To get a std::vector<Some>
from a std::vector<Widget>
, use:
std::vector<Widget> v1 = { ... };
std::vector<Some> v2(v1.size());
std::transform(v1.begin(),
v1.end(),
v2.begin(),
[](Widget const& w) -> Some { return w.field1; });
I'll let you figure out the rest.
I am looking for a automatic or semi-automatic way of converting
Widget
struct toWidgets
struct, without manually coding all boilerplate glue.

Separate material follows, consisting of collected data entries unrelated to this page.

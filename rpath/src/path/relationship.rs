//! Path relationship checking.
//!
//! Decides whether one remote path lies beneath another, which is what
//! folder navigation needs when it maps an entry back to the folder that
//! listed it. The comparison is purely lexical: names are compared segment
//! by segment, nothing is resolved on the remote host.

use super::types::{RemotePath, DIRECTORY_SENTINEL};

/// Relationship between two remote paths.
///
/// # Examples
///
/// ```
/// use rpath::{PathRelationship, RemotePath};
///
/// let folder = RemotePath::from("/home/user/");
/// let file = RemotePath::from("/home/user/notes.txt");
///
/// assert_eq!(
///     PathRelationship::between(&folder, &file),
///     PathRelationship::Ancestor
/// );
/// ```
#[derive(Debug, Clone, Copy, PartialEq, Eq, Hash)]
pub enum PathRelationship {
    /// The first path is an ancestor of the second.
    Ancestor,

    /// The first path is a descendant of the second.
    Descendant,

    /// Both paths name the same location.
    ///
    /// A directory-form path and the same names without the trailing `/`
    /// count as the same location here, even though they are not equal
    /// as values.
    Same,

    /// Neither path lies beneath the other. An absolute path is always
    /// unrelated to a relative one.
    Unrelated,
}

impl PathRelationship {
    /// Determine the relationship between two paths.
    ///
    /// # Examples
    ///
    /// ```
    /// use rpath::{PathRelationship, RemotePath};
    ///
    /// let a = RemotePath::from("/a");
    /// let ab = RemotePath::from("/a/b");
    /// let b = RemotePath::from("/b");
    ///
    /// assert_eq!(PathRelationship::between(&a, &ab), PathRelationship::Ancestor);
    /// assert_eq!(PathRelationship::between(&ab, &a), PathRelationship::Descendant);
    /// assert_eq!(PathRelationship::between(&a, &a), PathRelationship::Same);
    /// assert_eq!(PathRelationship::between(&a, &b), PathRelationship::Unrelated);
    /// ```
    #[must_use]
    pub fn between(path1: &RemotePath, path2: &RemotePath) -> Self {
        if path1.is_absolute() != path2.is_absolute() {
            return Self::Unrelated;
        }

        let names1 = names(path1);
        let names2 = names(path2);

        if names1 == names2 {
            return Self::Same;
        }
        if names2.starts_with(&names1) {
            return Self::Ancestor;
        }
        if names1.starts_with(&names2) {
            return Self::Descendant;
        }
        Self::Unrelated
    }

    /// Returns `true` for everything but `Unrelated`.
    #[must_use]
    pub fn is_hierarchical(&self) -> bool {
        matches!(self, Self::Ancestor | Self::Descendant | Self::Same)
    }

    /// Check if `path` is inside `directory` (descendant or same).
    ///
    /// # Examples
    ///
    /// ```
    /// use rpath::{PathRelationship, RemotePath};
    ///
    /// let dir = RemotePath::from("/srv/www/");
    /// let page = RemotePath::from("/srv/www/index.html");
    ///
    /// assert!(PathRelationship::is_within(&page, &dir));
    /// assert!(PathRelationship::is_within(&dir, &dir));
    /// assert!(!PathRelationship::is_within(&dir, &page));
    /// ```
    #[must_use]
    pub fn is_within(path: &RemotePath, directory: &RemotePath) -> bool {
        matches!(
            Self::between(path, directory),
            Self::Descendant | Self::Same
        )
    }

    /// Check if `path` contains `other` (ancestor or same).
    #[must_use]
    pub fn contains(path: &RemotePath, other: &RemotePath) -> bool {
        matches!(Self::between(path, other), Self::Ancestor | Self::Same)
    }

    /// A short human-readable description of the relationship.
    #[must_use]
    pub fn description(&self) -> &'static str {
        match self {
            Self::Ancestor => "ancestor",
            Self::Descendant => "descendant",
            Self::Same => "same",
            Self::Unrelated => "unrelated",
        }
    }
}

impl std::fmt::Display for PathRelationship {
    fn fmt(&self, f: &mut std::fmt::Formatter<'_>) -> std::fmt::Result {
        f.write_str(self.description())
    }
}

/// The name segments of a path, without the root marker and sentinel.
fn names(path: &RemotePath) -> Vec<String> {
    let has_sentinel = path.is_directory() && !path.is_root();
    let skip_root = usize::from(path.is_absolute());
    let mut segments: Vec<String> = path
        .segments()
        .skip(skip_root)
        .map(RemotePath::into_string)
        .collect();
    if has_sentinel && segments.last().map(String::as_str) == Some(DIRECTORY_SENTINEL) {
        segments.pop();
    }
    segments
}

You will have to write some boilerplate code for each member variable of Widget
. You will be able to reduce the amount of boiler plate code a bit by using a helper function of your own.
E.g.
template <typename FieldType, typename Lambda>
void scatter(std::vector<Widget> const& widgets,
std::vector<FieldType>& fields,
Lmabda l)
{
fields.resize(widgets.size());
std::transform(widgets.begin(), widgets.end(), fields.begin(), l);
}
and use it as:
std::vector<Widget> v1 = { ... };
Widgets w;
scatter(v1, w.field1, [](Widget const& w) -> Some { return w.field1; });
scatter(v1, w.second_field, [](Widget const& w) -> Another { return w.second_field; });
...
You could overload the []
operator so that the members adjacent in memory (as the second example) but you can behave as if there was a vector of structs:
struct Widget {
Some &field1; Another &second_field; ...
Widget(Some &f1, Another &f2 ...) : field1(f1), second_field(f2) ... {};
};
struct Widgets
{
Widgets(int size) : field1(size), second_field(size) ... {};
vector<Some> field1;
vector<Another> second_field;
Widget &operator[](int i) { return { field1[i], second_field[i] }; }
};
Now you can treat Widgets as a regular array of structs:
Widgets w(5);
w[3].field1 = Some(42);
The compiler is good at optimizing functions but not the way you store data. Thus you may expect operator[]
not to initialize a new struct if you want to extract an element or similar, while the data are still vectorized.